Gov. Greg Abbott adjusts his mask after giving an update on the categories of medical surge facilities at a press conference at the Texas Department of Public Safety on Tuesday, June 16, 2020.
Ricardo B. Brazziell
/
Pool via Austin American-Statesman
Gov. Greg Abbott adjusts his mask after giving an update on the categories of medical surge facilities at a press conference at the Texas Department of Public Safety on Tuesday, June 16, 2020.

Abbott’s office says vaccines are the best defense to the pandemic, however, the governor has rarely spoken about vaccines in recent months other than to push back against mandates. He did not respond to a question about whether he got the booster.

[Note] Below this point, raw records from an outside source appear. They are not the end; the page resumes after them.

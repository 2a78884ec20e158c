/// Install the global `tracing` subscriber, writing to stderr.
///
/// `RUST_LOG` selects the level (default `info`), e.g.
/// `RUST_LOG=livelog::log=debug livelog app.log`.
pub fn init_tracing() {
    tracing_subscriber::fmt()
        .with_env_filter(
            tracing_subscriber::EnvFilter::try_from_default_env()
                .unwrap_or_else(|_| tracing_subscriber::EnvFilter::new("info")),
        )
        .with_writer(std::io::stderr)
        .init();
}
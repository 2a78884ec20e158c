/// File lifecycle tests - a tailed path goes through absence, creation,
/// growth, rotation and deletion while one stream follows it.
use std::fs;
use std::io::Write;
use std::path::Path;
use std::time::Duration;

use tempfile::TempDir;
use tokio::time::timeout;
use tokio_stream::StreamExt;

use livelog::render::{
    NOTICE_CREATED, NOTICE_DISAPPEARED, NOTICE_NOT_YET, NOTICE_RECREATED, notice,
};
use livelog::{Chunks, SourceRegistry, TailSettings};

fn registry(dir: &Path) -> SourceRegistry {
    SourceRegistry::new(dir, "*")
        .unwrap()
        .with_settings(TailSettings {
            poll_interval: Duration::from_millis(10),
            ..TailSettings::default()
        })
}

async fn next(chunks: &mut Chunks) -> String {
    timeout(Duration::from_secs(5), chunks.next())
        .await
        .expect("chunk within timeout")
        .expect("stream still open")
}

/// Collect chunks until `want` has been seen as content.
async fn content_until(chunks: &mut Chunks, want: &str) -> String {
    let mut seen = String::new();
    while !seen.contains(want) {
        let chunk = next(chunks).await;
        assert!(!chunk.contains("khaki"), "unexpected notice {chunk}");
        seen.push_str(&chunk);
    }
    seen
}

fn append(path: &Path, text: &str) {
    let mut f = fs::OpenOptions::new().append(true).open(path).unwrap();
    f.write_all(text.as_bytes()).unwrap();
}

#[tokio::test]
async fn test_missing_created_rotated_deleted() {
    let dir = TempDir::new().unwrap();
    let path = dir.path().join("app.log");
    let mut chunks = registry(dir.path()).open("app.log").unwrap();

    assert_eq!(next(&mut chunks).await, notice(NOTICE_NOT_YET));

    fs::write(&path, "hello\n").unwrap();
    assert_eq!(next(&mut chunks).await, notice(NOTICE_CREATED));
    assert_eq!(content_until(&mut chunks, "hello").await, "hello<br>");

    append(&path, "ERROR boom\n");
    let seen = content_until(&mut chunks, "boom").await;
    assert!(seen.starts_with(r#"<span style="color: red">"#));

    // Rename over the path so the replacement is a different file instance
    let staged = dir.path().join("app.log.new");
    fs::write(&staged, "world\n").unwrap();
    fs::rename(&staged, &path).unwrap();
    assert_eq!(next(&mut chunks).await, notice(NOTICE_RECREATED));
    assert_eq!(content_until(&mut chunks, "world").await, "world<br>");

    fs::remove_file(&path).unwrap();
    assert_eq!(next(&mut chunks).await, notice(NOTICE_DISAPPEARED));

    fs::write(&path, "again\n").unwrap();
    assert_eq!(next(&mut chunks).await, notice(NOTICE_CREATED));
    assert_eq!(content_until(&mut chunks, "again").await, "again<br>");
}

#[tokio::test]
async fn test_partial_line_is_withheld_until_completed() {
    let dir = TempDir::new().unwrap();
    let path = dir.path().join("slow.log");
    fs::write(&path, "first\nsec").unwrap();
    let mut chunks = registry(dir.path()).open("slow.log").unwrap();

    assert_eq!(next(&mut chunks).await, "first<br>");
    append(&path, "ond\n");
    assert_eq!(next(&mut chunks).await, "second<br>");
}

#[tokio::test]
async fn test_partial_line_is_flushed_before_disappearing() {
    let dir = TempDir::new().unwrap();
    let path = dir.path().join("cut.log");
    fs::write(&path, "done\nunfinished").unwrap();
    let mut chunks = registry(dir.path()).open("cut.log").unwrap();

    assert_eq!(next(&mut chunks).await, "done<br>");
    fs::remove_file(&path).unwrap();
    assert_eq!(next(&mut chunks).await, "unfinished<br>");
    assert_eq!(next(&mut chunks).await, notice(NOTICE_DISAPPEARED));
}

#[cfg(unix)]
#[tokio::test]
async fn test_symlink_created_after_open_is_not_followed_outside() {
    let dir = TempDir::new().unwrap();
    let outside = TempDir::new().unwrap();
    let secret = outside.path().join("secret.log");
    fs::write(&secret, "TOPSECRET\n").unwrap();
    let path = dir.path().join("late.log");
    let mut chunks = registry(dir.path()).open("late.log").unwrap();

    assert_eq!(next(&mut chunks).await, notice(NOTICE_NOT_YET));

    std::os::unix::fs::symlink(&secret, &path).unwrap();
    let leaked = timeout(Duration::from_millis(300), chunks.next()).await;
    assert!(leaked.is_err(), "unexpected chunk {leaked:?}");

    fs::remove_file(&path).unwrap();
    fs::write(&path, "inside\n").unwrap();
    assert_eq!(next(&mut chunks).await, notice(NOTICE_CREATED));
    let seen = content_until(&mut chunks, "inside").await;
    assert_eq!(seen, "inside<br>");
}
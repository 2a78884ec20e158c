//! ANSI escape sequences to inline-styled markup.
//!
//! Conversion of SGR (`ESC [ … m`) sequences is done by `ansi-to-html`. Every
//! other CSI or OSC sequence is dropped before conversion. Text is converted
//! line by line, so a line's markup is always closed on that line; the SGR
//! sequences still in effect are replayed in front of the next one.

use std::sync::LazyLock;

use regex::Regex;
use tracing::debug;

use crate::render::{LineBuffer, RenderStyle, Renderer, escape};

static ESCAPE_SEQUENCE: LazyLock<Regex> = LazyLock::new(|| {
    // CSI with parameters, OSC terminated by BEL or ST, or a bare two-byte escape
    Regex::new(r"\x1b(?:\[([0-9;:?<=>]*)[ -/]*([@-~])|\][^\x07\x1b]*(?:\x07|\x1b\\)?|[@-Z\\-_])")
        .expect("escape sequence pattern is valid")
});

/// Replayed SGR state beyond this is cut back to the latest sequence.
const CARRY_LIMIT: usize = 1024;

/// Renders ANSI-coloured output, one `<br>`-terminated line at a time.
#[derive(Default)]
pub struct AnsiRenderer {
    lines: LineBuffer,
    /// SGR sequences seen since the last full reset.
    carry: String,
}

impl AnsiRenderer {
    pub fn new() -> Self {
        Self::default()
    }

    fn remember(&mut self, params: &str, sequence: &str) {
        let mut codes = params.split([';', ':']).map(|p| p.parse::<u16>().unwrap_or(0));
        let resets = codes.next() == Some(0);
        if resets || self.carry.len() + sequence.len() > CARRY_LIMIT {
            self.carry.clear();
        }
        // A bare reset leaves nothing to replay
        if codes.next().is_some() || !resets {
            self.carry.push_str(sequence);
        }
    }

    fn render_line(&mut self, line: &str) -> String {
        let mut input = self.carry.clone();
        let mut visible = String::new();
        let mut last = 0;
        for caps in ESCAPE_SEQUENCE.captures_iter(line) {
            let Some(whole) = caps.get(0) else { continue };
            let text = &line[last..whole.start()];
            input.push_str(text);
            visible.push_str(text);
            last = whole.end();
            if caps.get(2).is_some_and(|m| m.as_str() == "m") {
                let params = caps.get(1).map_or("", |m| m.as_str());
                input.push_str(whole.as_str());
                self.remember(params, whole.as_str());
            }
        }
        input.push_str(&line[last..]);
        visible.push_str(&line[last..]);
        input.retain(|c| c != '\r' && c != '\x07');

        let mut out = match ansi_to_html::convert(&input) {
            Ok(html) => html,
            Err(e) => {
                debug!(error = %e, "ANSI conversion failed, emitting plain text");
                visible.retain(|c| c != '\r' && c != '\x07');
                escape(&visible)
            }
        };
        out.push_str("<br>");
        out
    }
}

impl Renderer for AnsiRenderer {
    fn render(&mut self, text: &str) -> String {
        let lines = self.lines.push(text);
        lines.iter().map(|line| self.render_line(line)).collect()
    }

    fn flush(&mut self) -> String {
        match self.lines.take() {
            Some(line) => self.render_line(&line),
            None => String::new(),
        }
    }

    fn reset(&mut self) {
        self.lines.clear();
        self.carry.clear();
    }

    fn style(&self) -> RenderStyle {
        RenderStyle::Ansi
    }
}

#[cfg(test)]
mod tests {
    use super::*;

    #[test]
    fn plain_text_is_escaped() {
        let mut r = AnsiRenderer::new();
        assert_eq!(r.render("a < b\n"), "a &lt; b<br>");
    }

    #[test]
    fn colors_become_spans() {
        let mut r = AnsiRenderer::new();
        let out = r.render("\x1b[31mred\x1b[0m plain\n");
        assert!(out.starts_with("<span"), "{out}");
        assert!(out.contains("red</span>"), "{out}");
        assert!(out.ends_with(" plain<br>"), "{out}");
        assert!(!out.contains('\x1b'));
    }

    #[test]
    fn style_carries_across_lines() {
        let mut r = AnsiRenderer::new();
        let out = r.render("\x1b[1;32mok\nstill\x1b[m\nafter\n");
        let lines: Vec<&str> = out.split_inclusive("<br>").collect();
        assert_eq!(lines.len(), 3, "{out}");
        assert!(lines[0].starts_with("<") && lines[0].contains("ok"));
        // Each line closes its own markup
        assert_eq!(lines[0].matches("<span").count(), lines[0].matches("</span>").count());
        assert!(lines[1].starts_with("<") && lines[1].contains("still"));
        assert_eq!(lines[2], "after<br>");
    }

    #[test]
    fn non_sgr_sequences_and_carriage_returns_are_dropped() {
        let mut r = AnsiRenderer::new();
        assert_eq!(r.render("\x1b[2Kab\rc\x1b]0;title\x07d\n"), "abcd<br>");
    }

    #[test]
    fn markup_in_colored_text_is_escaped() {
        let mut r = AnsiRenderer::new();
        let out = r.render("\x1b[31m<b>&\x1b[0m\n");
        assert!(out.contains("&lt;b&gt;&amp;"), "{out}");
        assert!(!out.contains("<b>"));
    }

    #[test]
    fn rechunking_does_not_change_output() {
        let input = "\x1b[33mPASSED\x1b[0m test_a\n\x1b[1;31mFAILED\x1b[0m <b>\npartial";
        let whole = AnsiRenderer::new().render(input);
        for step in 1..input.len() {
            let mut r = AnsiRenderer::new();
            let out: String = input
                .as_bytes()
                .chunks(step)
                .map(|piece| r.render(std::str::from_utf8(piece).unwrap()))
                .collect();
            assert_eq!(out, whole, "chunk size {step}");
        }
    }

    #[test]
    fn reset_clears_style() {
        let mut r = AnsiRenderer::new();
        r.render("\x1b[31mred\n");
        r.reset();
        assert_eq!(r.render("plain\n"), "plain<br>");
    }

    #[test]
    fn carried_state_stays_bounded() {
        let mut r = AnsiRenderer::new();
        for _ in 0..1000 {
            r.render("\x1b[31mx\x1b[1m\n");
        }
        assert!(r.carry.len() <= CARRY_LIMIT);
    }
}
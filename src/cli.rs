use clap::Parser;
use std::path::PathBuf;

/// Immutable configuration used by the application runtime
#[derive(Debug, Clone)]
pub struct Config {
    pub base_directory: PathBuf,
    pub pattern: String,
    pub source: Option<String>,
    pub highlights: Vec<String>,
    pub no_highlight: bool,
    pub plain: bool,
    pub sse: bool,
}

/// User-facing CLI arguments (kept private to the CLI layer)
#[derive(Parser, Debug)]
#[command(name = "livelog", version, about = "Live tail of log files and commands as HTML")]
struct Args {
    /// Source to stream; lists the available sources when omitted
    #[arg(value_name = "SOURCE")]
    source: Option<String>,

    /// Directory the file sources are taken from
    #[arg(short = 'd', long = "dir", default_value = ".")]
    base_directory: PathBuf,

    /// Glob pattern, relative to --dir, selecting candidate files
    #[arg(short = 'p', long = "pattern", default_value = "**/*")]
    pattern: String,

    /// Keyword highlight as WORD=COLOR (repeatable). Defaults to ERROR, WARNING and INFO.
    #[arg(long = "highlight", value_name = "WORD=COLOR")]
    highlights: Vec<String>,

    /// Disable keyword highlighting
    #[arg(long = "no-highlight")]
    no_highlight: bool,

    /// Render .ansi files and coloured commands without ANSI conversion
    #[arg(long = "plain")]
    plain: bool,

    /// Frame every chunk as a server-sent event
    #[arg(long = "sse")]
    sse: bool,
}

/// Parse CLI options into an application Config
pub fn parse() -> Config {
    let args = Args::parse();
    Config {
        base_directory: args.base_directory,
        pattern: args.pattern,
        source: args.source,
        highlights: args.highlights,
        no_highlight: args.no_highlight,
        plain: args.plain,
        sse: args.sse,
    }
}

As other states are mobilizing to respond to the rapidly spreading omicron variant, Gov. Greg Abbott is not budging on his hands-off approach to the coronavirus pandemic that was cemented months ago.

In March, Abbott ended the statewide mask mandate, marking the beginning of a sharp shift toward preaching “personal responsibility” and an outright rejection of any government mandate — whether state or local — to curb the pandemic. That philosophy carried the state through the delta variant this fall, even as hospitals were overrun and deaths climbed. Now as the state stares down the latest variant, Abbott remains unmoved, continuing to rule out any mask or vaccine mandates and business shutdowns.

“We’re moving forward with life as we know it,” Abbott said Tuesday in a radio interview when asked about omicron.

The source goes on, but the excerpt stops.